Und wenn Journalisten auch via Smartphones und Tablets von unterwegs ihre Nachrichten abrufen, sind die großen Datenmengen natürlich umso ärgerlicher.

So vermeiden Sie diesen Fehler: Senden Sie statt Anhängen in Ihrer Pressemitteilung Links zu weiterführenden Informationen und zum Download von Bildern. Der interessierte Journalist kann sich so die gewünschten Informationen selbst herunterladen.

6. Das Nachfassen per Mail

Ältere PR-Ratgeber empfehlen gern nachzufassen, wenn der Journalist auf eine zugesandte Mitteilung nicht reagiert. Der Tipp von mir und allen Kollegen: Lassen Sie es bleiben! Wer nicht reagiert, hat kein Interesse.

So vermeiden Sie diesen Fehler: Nehmen Sie das Desinteresse einfach zur Kenntnis und versuchen Sie Ihr Glück beim nächsten Mal wieder. Analysieren Sie auch mal kritisch, wieso der Journalist kein Interesse haben könnte. Manchmal ist schon Punkt 1 die Ursache.

7. Das Nachtelefonieren

Das ist noch schlimmer als das Nachfassen per Mail. Unterlassen Sie das unter allen Umständen!

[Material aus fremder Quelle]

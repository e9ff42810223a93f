//! End-to-end session behavior against a scripted in-memory store.
//!
//! The backend here records every statement and its parameters, serves
//! canned rows for SELECTs, and applies UPDATEs to its stored rows so a
//! later session observes flushed state.

use ormlet::{
    Connection, ConnectionProvider, Entity, EntityMeta, Error, FieldMeta, QueryError, Result, Row,
    SessionFactory, Value,
};
use std::collections::{HashMap, HashSet};
use std::sync::{Arc, Mutex};

// ----------------------------------------------------------------------------
// Fixtures
// ----------------------------------------------------------------------------

#[derive(Debug, Clone, PartialEq)]
struct Person {
    id: Option<i64>,
    first_name: String,
    last_name: String,
}

static PERSON_META: EntityMeta = EntityMeta::new("Person").table("persons").fields(&[
    FieldMeta::new("id").column("id").identifier(),
    FieldMeta::new("first_name").column("first_name"),
    FieldMeta::new("last_name").column("last_name"),
]);

impl Entity for Person {
    fn meta() -> &'static EntityMeta {
        &PERSON_META
    }

    fn to_row(&self) -> Vec<(&'static str, Value)> {
        vec![
            ("id", self.id.into()),
            ("first_name", self.first_name.clone().into()),
            ("last_name", self.last_name.clone().into()),
        ]
    }

    fn from_row(row: &Row) -> Result<Self> {
        Ok(Self {
            id: row.get_named("id")?,
            first_name: row.get_named("first_name")?,
            last_name: row.get_named("last_name")?,
        })
    }

    fn id(&self) -> Option<i64> {
        self.id
    }
}

/// Three data fields, one nullable, for the multi-field diff properties.
#[derive(Debug, Clone, PartialEq)]
struct Track {
    id: Option<i64>,
    title: String,
    artist: String,
    plays: Option<i64>,
}

static TRACK_META: EntityMeta = EntityMeta::new("Track").table("tracks").fields(&[
    FieldMeta::new("id").identifier(),
    FieldMeta::new("title"),
    FieldMeta::new("artist"),
    FieldMeta::new("plays"),
]);

impl Entity for Track {
    fn meta() -> &'static EntityMeta {
        &TRACK_META
    }

    fn to_row(&self) -> Vec<(&'static str, Value)> {
        vec![
            ("id", self.id.into()),
            ("title", self.title.clone().into()),
            ("artist", self.artist.clone().into()),
            ("plays", self.plays.into()),
        ]
    }

    fn from_row(row: &Row) -> Result<Self> {
        Ok(Self {
            id: row.get_named("id")?,
            title: row.get_named("title")?,
            artist: row.get_named("artist")?,
            plays: row.get_named("plays")?,
        })
    }

    fn id(&self) -> Option<i64> {
        self.id
    }
}

// ----------------------------------------------------------------------------
// In-memory backend
// ----------------------------------------------------------------------------

#[derive(Default)]
struct MemoryStore {
    /// Rows keyed by (table, id).
    rows: Mutex<HashMap<(String, i64), Row>>,
    /// Every SELECT issued, with its bound parameters.
    queries: Mutex<Vec<(String, Vec<Value>)>>,
    /// Every UPDATE issued, with its bound parameters.
    executes: Mutex<Vec<(String, Vec<Value>)>>,
    /// Ids whose UPDATE the store rejects.
    failing_ids: Mutex<HashSet<i64>>,
}

#[derive(Clone, Default)]
struct MemoryProvider {
    store: Arc<MemoryStore>,
}

impl MemoryProvider {
    fn seed(&self, table: &str, id: i64, row: Row) {
        self.store
            .rows
            .lock()
            .unwrap()
            .insert((table.to_string(), id), row);
    }

    fn fail_updates_for(&self, id: i64) {
        self.store.failing_ids.lock().unwrap().insert(id);
    }

    fn query_count(&self) -> usize {
        self.store.queries.lock().unwrap().len()
    }

    fn executes(&self) -> Vec<(String, Vec<Value>)> {
        self.store.executes.lock().unwrap().clone()
    }
}

struct MemoryConnection {
    store: Arc<MemoryStore>,
}

/// Split `select * from <table> where id = ?` back into its table name.
fn parse_select(sql: &str) -> Option<&str> {
    sql.strip_prefix("select * from ")?
        .strip_suffix(" where id = ?")
}

/// Split `update <table> set c1 = ?, ... where id = ?` into table + columns.
fn parse_update(sql: &str) -> Option<(&str, Vec<&str>)> {
    let rest = sql.strip_prefix("update ")?;
    let (table, rest) = rest.split_once(" set ")?;
    let set_list = rest.strip_suffix(" where id = ?")?;
    let columns = set_list
        .split(", ")
        .map(|part| part.strip_suffix(" = ?"))
        .collect::<Option<Vec<_>>>()?;
    Some((table, columns))
}

impl Connection for MemoryConnection {
    fn query(&mut self, sql: &str, params: &[Value]) -> Result<Vec<Row>> {
        self.store
            .queries
            .lock()
            .unwrap()
            .push((sql.to_string(), params.to_vec()));

        let table = parse_select(sql)
            .ok_or_else(|| Error::from(QueryError::new("unsupported query").with_sql(sql)))?;
        let id = params
            .first()
            .and_then(Value::as_i64)
            .ok_or_else(|| Error::from(QueryError::new("missing id parameter")))?;

        let rows = self.store.rows.lock().unwrap();
        Ok(rows
            .get(&(table.to_string(), id))
            .cloned()
            .into_iter()
            .collect())
    }

    fn execute(&mut self, sql: &str, params: &[Value]) -> Result<u64> {
        self.store
            .executes
            .lock()
            .unwrap()
            .push((sql.to_string(), params.to_vec()));

        let (table, columns) = parse_update(sql)
            .ok_or_else(|| Error::from(QueryError::new("unsupported statement").with_sql(sql)))?;
        let id = params
            .last()
            .and_then(Value::as_i64)
            .ok_or_else(|| Error::from(QueryError::new("missing id parameter")))?;

        if self.store.failing_ids.lock().unwrap().contains(&id) {
            return Err(QueryError::new("write rejected by store")
                .with_sql(sql)
                .into());
        }

        let mut rows = self.store.rows.lock().unwrap();
        let key = (table.to_string(), id);
        let Some(existing) = rows.get(&key) else {
            return Ok(0);
        };

        let mut names = Vec::new();
        let mut values = Vec::new();
        for (name, value) in existing.iter() {
            let new_value = columns
                .iter()
                .position(|c| *c == name)
                .map_or_else(|| value.clone(), |i| params[i].clone());
            names.push(name.to_string());
            values.push(new_value);
        }
        rows.insert(key, Row::new(names, values));
        Ok(1)
    }
}

impl ConnectionProvider for MemoryProvider {
    type Conn = MemoryConnection;

    fn acquire(&self) -> Result<Self::Conn> {
        Ok(MemoryConnection {
            store: Arc::clone(&self.store),
        })
    }
}

fn person_row(id: i64, first: &str, last: &str) -> Row {
    Row::new(
        vec![
            "id".to_string(),
            "first_name".to_string(),
            "last_name".to_string(),
        ],
        vec![
            Value::BigInt(id),
            Value::Text(first.to_string()),
            Value::Text(last.to_string()),
        ],
    )
}

fn track_row(id: i64, title: &str, artist: &str, plays: Option<i64>) -> Row {
    Row::new(
        vec![
            "id".to_string(),
            "title".to_string(),
            "artist".to_string(),
            "plays".to_string(),
        ],
        vec![
            Value::BigInt(id),
            Value::Text(title.to_string()),
            Value::Text(artist.to_string()),
            plays.into(),
        ],
    )
}

fn seeded_provider() -> MemoryProvider {
    let provider = MemoryProvider::default();
    provider.seed("persons", 1, person_row(1, "Ivan", "Ivanov"));
    provider.seed("persons", 2, person_row(2, "Taras", "Petrenko"));
    provider.seed("tracks", 1, track_row(1, "Intro", "Okean", None));
    provider
}

// ----------------------------------------------------------------------------
// Tests
// ----------------------------------------------------------------------------

#[test]
fn repeated_find_returns_the_identical_instance() {
    let provider = seeded_provider();
    let mut session = SessionFactory::new(provider).open_session();

    let first = session.find::<Person>(1).unwrap();
    let second = session.find::<Person>(1).unwrap();

    assert!(Arc::ptr_eq(&first, &second));
}

#[test]
fn cache_hit_issues_no_second_select() {
    let provider = seeded_provider();
    let factory = SessionFactory::new(provider.clone());
    let mut session = factory.open_session();

    let _ = session.find::<Person>(1).unwrap();
    let _ = session.find::<Person>(1).unwrap();

    assert_eq!(provider.query_count(), 1);
}

#[test]
fn closing_without_mutation_writes_nothing() {
    let provider = seeded_provider();
    let mut session = SessionFactory::new(provider.clone()).open_session();

    let _ = session.find::<Person>(1).unwrap();
    session.close().unwrap();

    assert!(provider.executes().is_empty());
}

#[test]
fn one_mutation_flushes_exactly_one_update() {
    let provider = seeded_provider();
    let mut session = SessionFactory::new(provider.clone()).open_session();

    let person = session.find::<Person>(1).unwrap();
    person.write().unwrap().first_name = "Stas".to_string();
    session.close().unwrap();

    let executes = provider.executes();
    assert_eq!(executes.len(), 1);
    assert_eq!(
        executes[0],
        (
            "update persons set first_name = ?, last_name = ? where id = ?".to_string(),
            vec![
                Value::Text("Stas".to_string()),
                Value::Text("Ivanov".to_string()),
                Value::BigInt(1),
            ],
        )
    );
}

#[test]
fn multi_field_diff_keeps_unchanged_column_at_its_original_value() {
    let provider = seeded_provider();
    let mut session = SessionFactory::new(provider.clone()).open_session();

    let track = session.find::<Track>(1).unwrap();
    {
        let mut track = track.write().unwrap();
        track.title = "Outro".to_string();
        track.plays = Some(10);
    }
    session.close().unwrap();

    let executes = provider.executes();
    assert_eq!(executes.len(), 1);
    assert_eq!(
        executes[0],
        (
            "update tracks set title = ?, artist = ?, plays = ? where id = ?".to_string(),
            vec![
                Value::Text("Outro".to_string()),
                Value::Text("Okean".to_string()),
                Value::BigInt(10),
                Value::BigInt(1),
            ],
        )
    );
}

#[test]
fn null_to_value_counts_as_a_change() {
    let provider = seeded_provider();
    let mut session = SessionFactory::new(provider.clone()).open_session();

    let track = session.find::<Track>(1).unwrap();
    track.write().unwrap().plays = Some(1);
    session.close().unwrap();

    assert_eq!(provider.executes().len(), 1);
}

#[test]
fn close_clears_tracking_and_a_new_session_reselects() {
    let provider = seeded_provider();
    let factory = SessionFactory::new(provider.clone());

    let mut session = factory.open_session();
    let _ = session.find::<Person>(1).unwrap();
    session.close().unwrap();

    let mut session = factory.open_session();
    let _ = session.find::<Person>(1).unwrap();

    assert_eq!(provider.query_count(), 2);
}

#[test]
fn find_for_a_missing_row_is_not_found() {
    let provider = seeded_provider();
    let mut session = SessionFactory::new(provider).open_session();

    let err = session.find::<Person>(404).unwrap_err();
    match err {
        Error::NotFound(e) => {
            assert_eq!(e.table, "persons");
            assert_eq!(e.id, 404);
        }
        other => panic!("expected not-found, got {other}"),
    }
}

#[test]
fn one_failing_flush_does_not_block_the_other() {
    let provider = seeded_provider();
    provider.fail_updates_for(1);
    let mut session = SessionFactory::new(provider.clone()).open_session();

    let doomed = session.find::<Person>(1).unwrap();
    let fine = session.find::<Person>(2).unwrap();
    doomed.write().unwrap().first_name = "Stas".to_string();
    fine.write().unwrap().first_name = "Ostap".to_string();

    let err = session.close().unwrap_err();
    match err {
        Error::Flush(e) => {
            assert_eq!(e.failures.len(), 1);
            assert_eq!(e.failures[0].id, 1);
        }
        other => panic!("expected flush error, got {other}"),
    }

    // Both updates were attempted, and the survivor landed in the store.
    assert_eq!(provider.executes().len(), 2);
    let mut verify = SessionFactory::new(provider).open_session();
    let fine = verify.find::<Person>(2).unwrap();
    assert_eq!(fine.read().unwrap().first_name, "Ostap");
}

#[test]
fn rename_scenario_round_trips_through_the_store() {
    let provider = seeded_provider();
    let factory = SessionFactory::new(provider.clone());

    let mut session = factory.open_session();
    let person = session.find::<Person>(1).unwrap();
    assert_eq!(
        *person.read().unwrap(),
        Person {
            id: Some(1),
            first_name: "Ivan".to_string(),
            last_name: "Ivanov".to_string(),
        }
    );

    person.write().unwrap().first_name = "Stas".to_string();
    session.close().unwrap();

    let executes = provider.executes();
    assert_eq!(executes.len(), 1);
    assert_eq!(
        executes[0],
        (
            "update persons set first_name = ?, last_name = ? where id = ?".to_string(),
            vec![
                Value::Text("Stas".to_string()),
                Value::Text("Ivanov".to_string()),
                Value::BigInt(1),
            ],
        )
    );

    let mut session = factory.open_session();
    let person = session.find::<Person>(1).unwrap();
    assert_eq!(person.read().unwrap().first_name, "Stas");
    assert_eq!(person.read().unwrap().last_name, "Ivanov");
}
//! Core types and traits for the ormlet persistence layer.
//!
//! This crate provides the foundational abstractions the unit-of-work session
//! is built on:
//!
//! - `Entity` trait for struct-to-row mapping
//! - `EntityMeta`/`FieldMeta` declarative descriptor tables
//! - `Value` and `Row` for dynamically-typed store data
//! - `Connection`/`ConnectionProvider` boundary traits
//! - The error taxonomy shared by every layer

pub mod connection;
pub mod entity;
pub mod error;
pub mod meta;
pub mod row;
pub mod value;

pub use connection::{ConnectOptions, Connection, ConnectionProvider};
pub use entity::Entity;
pub use error::{
    ConnectionError, ConnectionErrorKind, Error, FlushError, FlushFailure, MetadataError,
    NotFoundError, QueryError, Result, StateError, TypeError,
};
pub use meta::{EntityMeta, FieldMeta};
pub use row::{ColumnInfo, FromValue, Row};
pub use value::Value;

8. Bitte um Belegexemplare

Beinah standardmäßig steht bei allen Pressemitteilungen der Satz mit der Bitte um Belegexemplare. Das ist nicht weiter schädlich, aber unnütz. Denn Belegexemplare werden heute kaum mehr versandt.

So vermeiden Sei diesen Fehler: Verzichten Sie auf die Bitte um Belegexemplare. Beauftragen Sie lieber einen Clipping-Dienst, der sämtliche Belege nahezu lückenlos für Sie auffindet und Ihnen die PR-Resonanz dokumentiert (z. B. Landau-Media, www.landau-media.de ).

9. Vorlage zur Freigabe

Wir geben zu, man liest es selten, aber man liest es doch hin und wieder: „Vor Veröffentlichung des Artikel bitten wir um Vorlage zur Freigabe.“ Die Schreiber dieser Zeilen haben weder von Pressefreiheit noch vom Berufsverständnis der Journalisten gehört.

So vermeiden Sie diesen Fehler: Streichen Sie Sätze, in denen Sie um die Vorlage zur Freigabe bitten. Bieten Sie lieber an: „Sollten Sie weitergehende Fragen haben, rufen Sie mich an unter …“

Tipp: Arbeiten Sie mit seriösen PR-Beratern zusammen. Viele nervtötende Aktionen kommen von unprofessionell arbeitenden PR-Agenturen oder PR-Beratern. Diese wollen Erfolge sehen, aber tun ihren Auftraggebern mit Drückermethoden nichts Gutes.

Denn ein unprofessioneller PR- Berater färbt durchaus auf den Auftraggeber ab. Lassen Sie sich daher von Ihrer PR-Agentur auch den Mail-Verkehr und die Aufbereitung der PR-Mitteilungen zeigen.